Complete solution step by step:
First let us find the LCM of the LHS by finding the product of the denominator as:
\[\Rightarrow \dfrac{1+\cos A}{\sin A}+\dfrac{\sin A}{1+\cos A}\]
Forming the LCM as \[\dfrac{\left( 1+\cos A \right)+\sin A}{\sin A\left( 1+\cos A \right)}\].
Now finding the fractions, we get the value of the LHS as:
\[\Rightarrow \dfrac{\left( 1+\cos A \right)+\sin A}{\sin A\left( 1+\cos A \right)}=\dfrac{{{\left( 1+\cos A
\right)}^{2}}+{{\sin }^{2}}A}{\sin A+\sin A\cos A}\]
Now converting the value of \[{{\left( 1+\cos A \right)}^{2}}\] into [\1+2\cos A+{{\cos }^{2}}A\], we get the numerator as:
\[\Rightarrow \dfrac{1+2\cos A+{{\cos }^{2}}A+{{\sin }^{2}}A}{\sin A+\sin A\cos A}\]

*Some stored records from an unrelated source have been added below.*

mod m20260801_000002_create_inventory_movements_table {

    use sea_orm_migration::prelude::*;

    pub struct Migration;

    impl MigrationName for Migration {
        fn name(&self) -> &str {
            "m20260801_000002_create_inventory_movements_table"
        }
    }

    #[async_trait::async_trait]
    impl MigrationTrait for Migration {
        async fn up(&self, manager: &SchemaManager) -> Result<(), DbErr> {
            manager
                .create_table(
                    Table::create()
                        .table(InventoryMovements::Table)
                        .if_not_exists()
                        .col(
                            ColumnDef::new(InventoryMovements::Id)
                                .uuid()
                                .primary_key()
                                .not_null(),
                        )
                        .col(
                            ColumnDef::new(InventoryMovements::DealerId)
                                .uuid()
                                .not_null(),
                        )
                        .col(
                            ColumnDef::new(InventoryMovements::ProductId)
                                .uuid()
                                .not_null(),
                        )
                        .col(ColumnDef::new(InventoryMovements::BatchId).uuid().null())
                        .col(
                            ColumnDef::new(InventoryMovements::MovementType)
                                .string()
                                .not_null(),
                        )
                        .col(
                            ColumnDef::new(InventoryMovements::QuantityBefore)
                                .integer()
                                .not_null(),
                        )
                        .col(
                            ColumnDef::new(InventoryMovements::QuantityChange)
                                .integer()
                                .not_null(),
                        )
                        .col(
                            ColumnDef::new(InventoryMovements::QuantityAfter)
                                .integer()
                                .not_null(),
                        )
                        .col(
                            ColumnDef::new(InventoryMovements::ReferenceType)
                                .string()
                                .not_null(),
                        )
                        .col(
                            ColumnDef::new(InventoryMovements::ReferenceId)
                                .uuid()
                                .not_null(),
                        )
                        .col(ColumnDef::new(InventoryMovements::Reason).string().null())
                        .col(
                            ColumnDef::new(InventoryMovements::PerformedBy)
                                .uuid()
                                .not_null(),
                        )
                        .col(
                            ColumnDef::new(InventoryMovements::CreatedAt)
                                .timestamp_with_time_zone()
                                .not_null(),
                        )
                        .to_owned(),
                )
                .await?;

            manager
                .create_index(
                    Index::create()
                        .if_not_exists()
                        .name("idx_inventory_movements_product_id")
                        .table(InventoryMovements::Table)
                        .col(InventoryMovements::ProductId)
                        .to_owned(),
                )
                .await?;

            manager
                .create_index(
                    Index::create()
                        .if_not_exists()
                        .name("idx_inventory_movements_reference")
                        .table(InventoryMovements::Table)
                        .col(InventoryMovements::ReferenceType)
                        .col(InventoryMovements::ReferenceId)
                        .to_owned(),
                )
                .await
        }

        async fn down(&self, manager: &SchemaManager) -> Result<(), DbErr> {
            manager
                .drop_table(Table::drop().table(InventoryMovements::Table).to_owned())
                .await
        }
    }

    #[derive(DeriveIden)]
    pub(super) enum InventoryMovements {
        Table,
        Id,
        DealerId,
        ProductId,
        BatchId,
        MovementType,
        QuantityBefore,
        QuantityChange,
        QuantityAfter,
        ReferenceType,
        ReferenceId,
        Reason,
        PerformedBy,
        CreatedAt,
    }
}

Converting the value of \[{{\cos }^{2}}A+{{\sin }^{2}}A\] into 1.
\[\Rightarrow \dfrac{1+2\cos A+1}{\sin A+\sin A\cos A}\]
\[\Rightarrow \dfrac{2+2\cos A}{\sin A+\sin A\cos A}\]
Taking the value of \[\sin A\] common we get the value of the denominator as \[\sin A\left( 1+\cos A \right)\]. We get the rest of the equation as:
\[\Rightarrow \dfrac{2\left( 1+\cos A \right)}{\sin A\left( 1+\cos A \right)}=\dfrac{2}{\sin A}\]
\[\Rightarrow \dfrac{2}{\sin A}=2\text{cosec}A\]
Therefore, the value of the LHS of the equation is \[2\text{cosec}A\] which is equal to RHS.
Hence, proved.

Note: Trigonometric values like \[{{\cos }^{2}}A+{{\sin }^{2}}A=1\] and \[\dfrac{1}{\sin A}=\text{cosec}A\] should be known when solving question as it makes the question solving easier and faster.